## PROBLEM
Retype the whole of the data exactly.

## RECORDS SUPPLIED
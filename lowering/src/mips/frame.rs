//! Frame layout of the MIPS o32 calling convention.
//!
//! The first four arguments arrive in `$a0`-`$a3`, argument `i` has its
//! home slot at `i * 4($fp)` in the caller's outgoing argument area.
//! Locals that live in memory are allocated below the frame pointer.

use super::register::{MipsReg, MipsRegisters, ARGS, CALLER_SAVES};
use crate::assem::Instruction;
use ir::{Access, Exp, Frame, IrContext, Label, Stm, Target, Temp};
use std::rc::Rc;

pub const WORD: i32 = 4;

pub struct Mips {
    registers: Rc<MipsRegisters>,
}

impl Mips {
    pub fn new(ctx: &mut IrContext) -> Self {
        Self {
            registers: Rc::new(MipsRegisters::new(ctx)),
        }
    }

    pub fn registers(&self) -> &MipsRegisters {
        &self.registers
    }
}

impl Target for Mips {
    type Frame = MipsFrame;

    fn new_frame(&self, ctx: &mut IrContext, name: Label, escapes: &[bool]) -> MipsFrame {
        let formals = escapes
            .iter()
            .enumerate()
            .map(|(idx, &escapes)| {
                if escapes || idx >= ARGS.len() {
                    Access::InFrame(idx as i32 * WORD)
                } else {
                    Access::InReg(ctx.new_temp())
                }
            })
            .collect();

        MipsFrame {
            name,
            formals,
            num_locals: 0,
            max_outgoing_args: 0,
            registers: Rc::clone(&self.registers),
        }
    }
}

#[derive(Debug)]
pub struct MipsFrame {
    name: Label,
    formals: Vec<Access>,
    num_locals: i32,
    max_outgoing_args: usize,
    registers: Rc<MipsRegisters>,
}

impl MipsFrame {
    pub fn register_file(&self) -> &MipsRegisters {
        &self.registers
    }

    pub fn reg(&self, reg: MipsReg) -> Temp {
        self.registers.temp(reg)
    }

    /// Record a call with `num_args` arguments made from this procedure.
    pub fn note_call(&mut self, num_args: usize) {
        self.max_outgoing_args = self.max_outgoing_args.max(num_args);
    }

    pub fn max_outgoing_args(&self) -> usize {
        self.max_outgoing_args
    }

    /// Number of locals allocated in memory.
    pub fn num_locals(&self) -> i32 {
        self.num_locals
    }

    /// Keep the registers that are live at the procedure's exit alive until
    /// its very end, so the allocator does not reuse them for temps.
    pub fn proc_entry_exit2(&self, mut body: Vec<Instruction>) -> Vec<Instruction> {
        let sink = [
            MipsReg::Zero,
            MipsReg::Ra,
            MipsReg::Sp,
            MipsReg::Fp,
            MipsReg::V0,
        ];
        body.push(Instruction::Oper {
            assem: String::new(),
            dst: vec![],
            src: self.registers.temps(&sink),
            jump: Some(vec![]),
        });
        body
    }
}

impl Frame for MipsFrame {
    fn word_size(&self) -> i32 {
        WORD
    }

    fn name(&self) -> &Label {
        &self.name
    }

    fn formals(&self) -> &[Access] {
        &self.formals
    }

    fn alloc_local(&mut self, ctx: &mut IrContext, in_frame: bool) -> Access {
        if in_frame {
            self.num_locals += 1;
            Access::InFrame(-self.num_locals * WORD)
        } else {
            Access::InReg(ctx.new_temp())
        }
    }

    fn fp(&self) -> Temp {
        self.reg(MipsReg::Fp)
    }

    fn rv(&self) -> Temp {
        self.reg(MipsReg::V0)
    }

    fn ra(&self) -> Temp {
        self.reg(MipsReg::Ra)
    }

    fn arg_regs(&self) -> Vec<Temp> {
        self.registers.temps(&ARGS)
    }

    fn caller_saves(&self) -> Vec<Temp> {
        self.registers.temps(&CALLER_SAVES)
    }

    fn registers(&self) -> Vec<Temp> {
        self.registers.all()
    }

    fn external_call(&self, ctx: &mut IrContext, name: &str, args: Vec<Exp>) -> Exp {
        Exp::call(Exp::Name(ctx.named_label(name)), args)
    }

    fn proc_entry_exit1(&self, body: Stm) -> Stm {
        let fp = Exp::Temp(self.fp());
        let mut stms: Vec<Stm> = self
            .formals
            .iter()
            .zip(self.arg_regs())
            .map(|(formal, arg)| Stm::Move(formal.exp(fp.clone()), Exp::Temp(arg)))
            .collect();
        stms.push(body);
        Stm::seq_all(stms)
    }
}
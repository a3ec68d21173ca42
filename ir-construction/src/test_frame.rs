//! A minimal frame layout used to unit test the generators without a real
//! target.

use ir::{Access, Exp, Frame, IrContext, Label, Stm, Target, Temp};

pub struct TestTarget;

pub struct TestFrame {
    name: Label,
    formals: Vec<Access>,
    locals: i32,
    fp: Temp,
    rv: Temp,
    ra: Temp,
    args: Vec<Temp>,
}

const WORD: i32 = 4;

impl Target for TestTarget {
    type Frame = TestFrame;

    fn new_frame(&self, ctx: &mut IrContext, name: Label, escapes: &[bool]) -> TestFrame {
        let formals = escapes
            .iter()
            .enumerate()
            .map(|(idx, &escapes)| {
                if escapes {
                    Access::InFrame(idx as i32 * WORD)
                } else {
                    Access::InReg(ctx.new_temp())
                }
            })
            .collect();
        TestFrame {
            name,
            formals,
            locals: 0,
            fp: ctx.new_temp(),
            rv: ctx.new_temp(),
            ra: ctx.new_temp(),
            args: (0..4).map(|_| ctx.new_temp()).collect(),
        }
    }
}

impl Frame for TestFrame {
    fn word_size(&self) -> i32 {
        WORD
    }

    fn name(&self) -> &Label {
        &self.name
    }

    fn formals(&self) -> &[Access] {
        &self.formals
    }

    fn alloc_local(&mut self, ctx: &mut IrContext, in_frame: bool) -> Access {
        if in_frame {
            self.locals += 1;
            Access::InFrame(-self.locals * WORD)
        } else {
            Access::InReg(ctx.new_temp())
        }
    }

    fn fp(&self) -> Temp {
        self.fp
    }

    fn rv(&self) -> Temp {
        self.rv
    }

    fn ra(&self) -> Temp {
        self.ra
    }

    fn arg_regs(&self) -> Vec<Temp> {
        self.args.clone()
    }

    fn caller_saves(&self) -> Vec<Temp> {
        vec![]
    }

    fn registers(&self) -> Vec<Temp> {
        let mut regs = vec![self.fp, self.rv, self.ra];
        regs.extend(&self.args);
        regs
    }

    fn external_call(&self, ctx: &mut IrContext, name: &str, args: Vec<Exp>) -> Exp {
        Exp::call(Exp::Name(ctx.named_label(name)), args)
    }

    fn proc_entry_exit1(&self, body: Stm) -> Stm {
        let mut stms: Vec<Stm> = self
            .formals
            .iter()
            .zip(&self.args)
            .map(|(formal, &arg)| Stm::Move(formal.exp(Exp::Temp(self.fp)), Exp::Temp(arg)))
            .collect();
        stms.push(body);
        Stm::seq_all(stms)
    }
}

## ANSWER SPACE
filename lowering/src/mips/frame.rs
//! Frame layout of the MIPS o32 calling convention.
//!
//! The first four arguments arrive in `$a0`-`$a3`, argument `i` has its
//! home slot at `i * 4($fp)` in the caller's outgoing argument area.
//! Locals that live in memory are allocated below the frame pointer.

use super::register::{MipsReg, MipsRegisters, ARGS, CALLER_SAVES};
use crate::assem::Instruction;
use ir::{Access, Exp, Frame, IrContext, Label, Stm, Target, Temp};
use std::rc::Rc;

pub const WORD: i32 = 4;

pub struct Mips {
    registers: Rc<MipsRegisters>,
}

impl Mips {
    pub fn new(ctx: &mut IrContext) -> Self {
        Self {
            registers: Rc::new(MipsRegisters::new(ctx)),
        }
    }

    pub fn registers(&self) -> &MipsRegisters {
        &self.registers
    }
}

impl Target for Mips {
    type Frame = MipsFrame;

    fn new_frame(&self, ctx: &mut IrContext, name: Label, escapes: &[bool]) -> MipsFrame {
        let formals = escapes
            .iter()
            .enumerate()
            .map(|(idx, &escapes)| {
                if escapes || idx >= ARGS.len() {
                    Access::InFrame(idx as i32 * WORD)
                } else {
                    Access::InReg(ctx.new_temp())
                }
            })
            .collect();

        MipsFrame {
            name,
            formals,
            num_locals: 0,
            max_outgoing_args: 0,
            registers: Rc::clone(&self.registers),
        }
    }
}

#[derive(Debug)]
pub struct MipsFrame {
    name: Label,
    formals: Vec<Access>,
    num_locals: i32,
    max_outgoing_args: usize,
    registers: Rc<MipsRegisters>,
}

impl MipsFrame {
    pub fn register_file(&self) -> &MipsRegisters {
        &self.registers
    }

    pub fn reg(&self, reg: MipsReg) -> Temp {
        self.registers.temp(reg)
    }

    /// Record a call with `num_args` arguments made from this procedure.
    pub fn note_call(&mut self, num_args: usize) {
        self.max_outgoing_args = self.max_outgoing_args.max(num_args);
    }

    pub fn max_outgoing_args(&self) -> usize {
        self.max_outgoing_args
    }

    /// Number of locals allocated in memory.
    pub fn num_locals(&self) -> i32 {
        self.num_locals
    }

    /// Keep the registers that are live at the procedure's exit alive until
    /// its very end, so the allocator does not reuse them for temps.
    pub fn proc_entry_exit2(&self, mut body: Vec<Instruction>) -> Vec<Instruction> {
        let sink = [
            MipsReg::Zero,
            MipsReg::Ra,
            MipsReg::Sp,
            MipsReg::Fp,
            MipsReg::V0,
        ];
        body.push(Instruction::Oper {
            assem: String::new(),
            dst: vec![],
            src: self.registers.temps(&sink),
            jump: Some(vec![]),
        });
        body
    }
}

impl Frame for MipsFrame {
    fn word_size(&self) -> i32 {
        WORD
    }

    fn name(&self) -> &Label {
        &self.name
    }

    fn formals(&self) -> &[Access] {
        &self.formals
    }

    fn alloc_local(&mut self, ctx: &mut IrContext, in_frame: bool) -> Access {
        if in_frame {
            self.num_locals += 1;
            Access::InFrame(-self.num_locals * WORD)
        } else {
            Access::InReg(ctx.new_temp())
        }
    }

    fn fp(&self) -> Temp {
        self.reg(MipsReg::Fp)
    }

    fn rv(&self) -> Temp {
        self.reg(MipsReg::V0)
    }

    fn ra(&self) -> Temp {
        self.reg(MipsReg::Ra)
    }

    fn arg_regs(&self) -> Vec<Temp> {
        self.registers.temps(&ARGS)
    }

    fn caller_saves(&self) -> Vec<Temp> {
        self.registers.temps(&CALLER_SAVES)
    }

    fn registers(&self) -> Vec<Temp> {
        self.registers.all()
    }

    fn external_call(&self, ctx: &mut IrContext, name: &str, args: Vec<Exp>) -> Exp {
        Exp::call(Exp::Name(ctx.named_label(name)), args)
    }

    fn proc_entry_exit1(&self, body: Stm) -> Stm {
        let fp = Exp::Temp(self.fp());
        let mut stms: Vec<Stm> = self
            .formals
            .iter()
            .zip(self.arg_regs())
            .map(|(formal, arg)| Stm::Move(formal.exp(fp.clone()), Exp::Temp(arg)))
            .collect();
        stms.push(body);
        Stm::seq_all(stms)
    }
}
repository a3ec68d21173ca42
filename ir-construction/src/test_frame.rs
//! A minimal frame layout used to unit test the generators without a real
//! target.

use ir::{Access, Exp, Frame, IrContext, Label, Stm, Target, Temp};

pub struct TestTarget;

pub struct TestFrame {
    name: Label,
    formals: Vec<Access>,
    locals: i32,
    fp: Temp,
    rv: Temp,
    ra: Temp,
    args: Vec<Temp>,
}

const WORD: i32 = 4;

impl Target for TestTarget {
    type Frame = TestFrame;

    fn new_frame(&self, ctx: &mut IrContext, name: Label, escapes: &[bool]) -> TestFrame {
        let formals = escapes
            .iter()
            .enumerate()
            .map(|(idx, &escapes)| {
                if escapes {
                    Access::InFrame(idx as i32 * WORD)
                } else {
                    Access::InReg(ctx.new_temp())
                }
            })
            .collect();
        TestFrame {
            name,
            formals,
            locals: 0,
            fp: ctx.new_temp(),
            rv: ctx.new_temp(),
            ra: ctx.new_temp(),
            args: (0..4).map(|_| ctx.new_temp()).collect(),
        }
    }
}

impl Frame for TestFrame {
    fn word_size(&self) -> i32 {
        WORD
    }

    fn name(&self) -> &Label {
        &self.name
    }

    fn formals(&self) -> &[Access] {
        &self.formals
    }

    fn alloc_local(&mut self, ctx: &mut IrContext, in_frame: bool) -> Access {
        if in_frame {
            self.locals += 1;
            Access::InFrame(-self.locals * WORD)
        } else {
            Access::InReg(ctx.new_temp())
        }
    }

    fn fp(&self) -> Temp {
        self.fp
    }

    fn rv(&self) -> Temp {
        self.rv
    }

    fn ra(&self) -> Temp {
        self.ra
    }

    fn arg_regs(&self) -> Vec<Temp> {
        self.args.clone()
    }

    fn caller_saves(&self) -> Vec<Temp> {
        vec![]
    }

    fn registers(&self) -> Vec<Temp> {
        let mut regs = vec![self.fp, self.rv, self.ra];
        regs.extend(&self.args);
        regs
    }

    fn external_call(&self, ctx: &mut IrContext, name: &str, args: Vec<Exp>) -> Exp {
        Exp::call(Exp::Name(ctx.named_label(name)), args)
    }

    fn proc_entry_exit1(&self, body: Stm) -> Stm {
        let mut stms: Vec<Stm> = self
            .formals
            .iter()
            .zip(&self.args)
            .map(|(formal, &arg)| Stm::Move(formal.exp(Exp::Temp(self.fp)), Exp::Temp(arg)))
            .collect();
        stms.push(body);
        Stm::seq_all(stms)
    }
}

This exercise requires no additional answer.